I'm trying to perform image classification on an FPGA card with OpenVINO, and I'm using the classification_sample_async tool in the kit for the task.

I have succeeded in running the inference on both CPU and FPGA, but the speed on FPGA card is very slow, using more than triple time compared with running on my CPU.

The FPGA I'm using is Intel A10 FPGA, and the CPU is Intel(R) Xeon(R) CPU E5-2650 v4 @ 2.20GHz.

The speed problem is suggested to be caused by too much interact between FPGA and memory.

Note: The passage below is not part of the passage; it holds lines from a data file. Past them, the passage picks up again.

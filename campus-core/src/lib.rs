pub mod repositories;
pub mod usecases;
pub mod util;

pub mod entities {
    pub use campus_entities::{
        activity::*, approval::*, campus::*, catalog::*, history::*, id::*, location::*,
        place::*, route::*, time::*,
    };
}

pub use repositories::Error as RepoError;
pub mod validate;
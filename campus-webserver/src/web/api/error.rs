use super::json_error_response;
use anyhow::anyhow;
use campus_application::error::{AppError, BError};
pub use campus_core::{repositories::Error as RepoError, usecases::Error as ParameterError};
use rocket::{
    self,
    http::Status,
    response::{self, Responder},
    serde::json::Error as JsonError,
};
use thiserror::Error;

pub(super) const INTERNAL_ERROR_MESSAGE: &str = "Error interno del servidor";

#[derive(Debug, Error)]
pub enum Error {
    #[error(transparent)]
    App(#[from] AppError),
    #[error("{0}")]
    OtherWithStatus(#[source] anyhow::Error, Status),
    #[error(transparent)]
    Other(#[from] anyhow::Error),
}

impl From<JsonError<'_>> for Error {
    fn from(err: JsonError) -> Self {
        match err {
            JsonError::Io(err) => {
                debug!("Failed to read JSON request body: {err}");
                Self::OtherWithStatus(anyhow!("Solicitud inválida"), Status::BadRequest)
            }
            JsonError::Parse(_str, err) => {
                debug!("Failed to parse JSON request body: {err}");
                Self::OtherWithStatus(anyhow!("JSON inválido: {err}"), Status::BadRequest)
            }
        }
    }
}

fn app_error_status(err: &AppError) -> Status {
    match err {
        AppError::Business(BError::Parameter(err)) => match err {
            ParameterError::Unauthorized => Status::Unauthorized,
            ParameterError::HistoryNotRecorded(_) | ParameterError::Repo(_) => {
                Status::InternalServerError
            }
            _ => Status::BadRequest,
        },
        AppError::Business(BError::Repo(err)) => match err {
            RepoError::NotFound => Status::NotFound,
            RepoError::AlreadyExists | RepoError::Integrity(_) => Status::BadRequest,
            RepoError::Other(_) => Status::InternalServerError,
        },
        AppError::Other(_) => Status::InternalServerError,
    }
}

impl<'r, 'o: 'r> Responder<'r, 'o> for Error {
    fn respond_to(self, req: &'r rocket::Request<'_>) -> response::Result<'o> {
        match self {
            Error::App(err) => {
                let status = app_error_status(&err);
                if status != Status::InternalServerError {
                    return json_error_response(req, &err, status);
                }
                error!("Error: {err}");
                match err {
                    AppError::Business(BError::Parameter(
                        err @ ParameterError::HistoryNotRecorded(_),
                    )) => json_error_response(req, &err, status),
                    _ => json_error_response(req, &INTERNAL_ERROR_MESSAGE, status),
                }
            }
            Error::OtherWithStatus(err, status) => json_error_response(req, &err, status),
            Error::Other(err) => {
                error!("Error: {err}");
                json_error_response(req, &INTERNAL_ERROR_MESSAGE, Status::InternalServerError)
            }
        }
    }
}

impl From<RepoError> for Error {
    fn from(err: RepoError) -> Self {
        AppError::from(err).into()
    }
}

impl From<BError> for Error {
    fn from(err: BError) -> Self {
        AppError::from(err).into()
    }
}

impl From<ParameterError> for Error {
    fn from(err: ParameterError) -> Self {
        Self::App(err.into())
    }
}
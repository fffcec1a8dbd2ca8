use std::{fmt, num::ParseIntError, str::FromStr};

/// Primitive representation of all numeric identifiers,
/// i.e. the rowid of the corresponding database table.
pub type IdValue = i64;

macro_rules! numeric_id {
    ($(#[$meta:meta])* $name:ident) => {
        $(#[$meta])*
        #[derive(Debug, Clone, Copy, PartialEq, Eq, PartialOrd, Ord, Hash)]
        pub struct $name(IdValue);

        impl $name {
            pub const fn new(value: IdValue) -> Self {
                Self(value)
            }

            pub const fn value(self) -> IdValue {
                self.0
            }
        }

        impl From<IdValue> for $name {
            fn from(from: IdValue) -> Self {
                Self(from)
            }
        }

        impl From<$name> for IdValue {
            fn from(from: $name) -> Self {
                from.0
            }
        }

        impl FromStr for $name {
            type Err = ParseIntError;
            fn from_str(s: &str) -> Result<Self, Self::Err> {
                s.trim().parse().map(Self)
            }
        }

        impl fmt::Display for $name {
            fn fmt(&self, f: &mut fmt::Formatter) -> fmt::Result {
                write!(f, "{}", self.0)
            }
        }
    };
}

numeric_id!(CampusId);
numeric_id!(PlaceTypeId);
numeric_id!(RouteTypeId);
numeric_id!(
    /// Identifies the shared geographic location of a place or a route.
    LocationId
);
numeric_id!(
    /// Identifies a place. On the wire this id is named `id_ubicacion`.
    PlaceId
);
numeric_id!(RouteId);
numeric_id!(HistoryEntryId);
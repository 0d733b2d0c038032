//! `outcome`：一次请求的结果，给 UI 层展示用。
//!
//! 所有失败（找不到词、打不开文件、目标已存在）都表现为某个 `Outcome` 变体，
//! 只终止当前这一次操作，不会终止会话。

use std::fmt;

use crate::{
    command::PendingCommand,
    dictionary::{DictionaryId, StorageError},
};

#[derive(Debug)]
pub enum Outcome<'a> {
    Count {
        words: usize,
        dictionary: Option<DictionaryId>,
    },
    /// 当前词表全部内容（按顺序）
    Listing(&'a [String]),
    Found {
        word: String,
        previous: Option<&'a str>,
        next: Option<&'a str>,
    },
    NotFound(String),
    Deleted(String),
    ComingSoon(PendingCommand),
    Loaded {
        dictionary: DictionaryId,
        words: usize,
    },
    LoadFailed(StorageError),
    Written {
        name: String,
        words: usize,
    },
    WriteFailed(StorageError),
    Bye,
}

impl Outcome<'_> {
    /// 本次操作是否失败（找不到词也算）。
    pub fn is_failure(&self) -> bool {
        matches!(
            self,
            Outcome::NotFound(_) | Outcome::LoadFailed(_) | Outcome::WriteFailed(_)
        )
    }
}

/// 每一行都以换行结尾，便于直接 `write!` 到终端。
impl fmt::Display for Outcome<'_> {
    fn fmt(&self, f: &mut fmt::Formatter<'_>) -> fmt::Result {
        match self {
            Outcome::Count {
                words,
                dictionary: Some(id),
            } => writeln!(f, "There are {words} words in dictionary #{id}."),
            Outcome::Count {
                words,
                dictionary: None,
            } => writeln!(f, "There are {words} words; no dictionary is loaded."),
            Outcome::Listing(words) => {
                for w in words.iter() {
                    writeln!(f, "{w}")?;
                }
                Ok(())
            }
            Outcome::Found {
                word,
                previous,
                next,
            } => {
                writeln!(f, "Your word was '{word}'.")?;
                match previous {
                    Some(p) => writeln!(f, "The previous word would be '{p}'.")?,
                    None => writeln!(f, "It is the first word.")?,
                }
                match next {
                    Some(n) => writeln!(f, "The next word would be '{n}'."),
                    None => writeln!(f, "'{word}' is the last word."),
                }
            }
            Outcome::NotFound(word) => {
                writeln!(f, "Your word was '{word}'.")?;
                writeln!(f, "We did not find your word.")
            }
            Outcome::Deleted(word) => {
                writeln!(f, "Your word was '{word}'.")?;
                writeln!(f, "The word '{word}' has been deleted.")
            }
            Outcome::ComingSoon(_) => writeln!(f, "Coming soon!"),
            Outcome::Loaded { dictionary, .. } => writeln!(f, "Dictionary {dictionary} is open."),
            Outcome::LoadFailed(err) => {
                writeln!(f, "ERROR! Cannot read chosen dictionary \"{}\".", err.name())
            }
            Outcome::Written { name, words } => {
                writeln!(f, "Writing to file...")?;
                writeln!(f, "                   ...Done! ({words} words written to {name})")
            }
            Outcome::WriteFailed(StorageError::AlreadyExists { name }) => {
                writeln!(f, "Error! The file {name} already exists.")
            }
            Outcome::WriteFailed(err) => writeln!(f, "Error! {err}."),
            Outcome::Bye => writeln!(f, "Thank you! Bye!"),
        }
    }
}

However, when I looked up the c++ and python code of classification_sample_async, I found the OpenVINO API seems only alows transfering one single batch of data at once.

I have also tried to increase batch size in my model, but the FPGA card only takes batch size on bigger than 64.

The source codes and key lines for c++ and python are
/opt/intel/computer_vision_sdk/deployment_tools/inference_engine/samples/classification_sample_async/main.cpp
> inferRequests[0].StartAsync();

and
/opt/intel/computer_vision_sdk/deployment_tools/inference_engine/samples/python_samples/classification_sample_async.py
> infer_request_handle = exec_net.start_async(request_id=0, inputs={input_blob: images})

These two lines transfer the collected batch of images to the FPGA handler and perform inference. If the batch size exceeds 64, the CPU handler is used instead.

Is there a better way to transfer a larger batch of data to FPGA at once? The PCI-E can transfer several GBs per second, but 64 images is only about several MBs.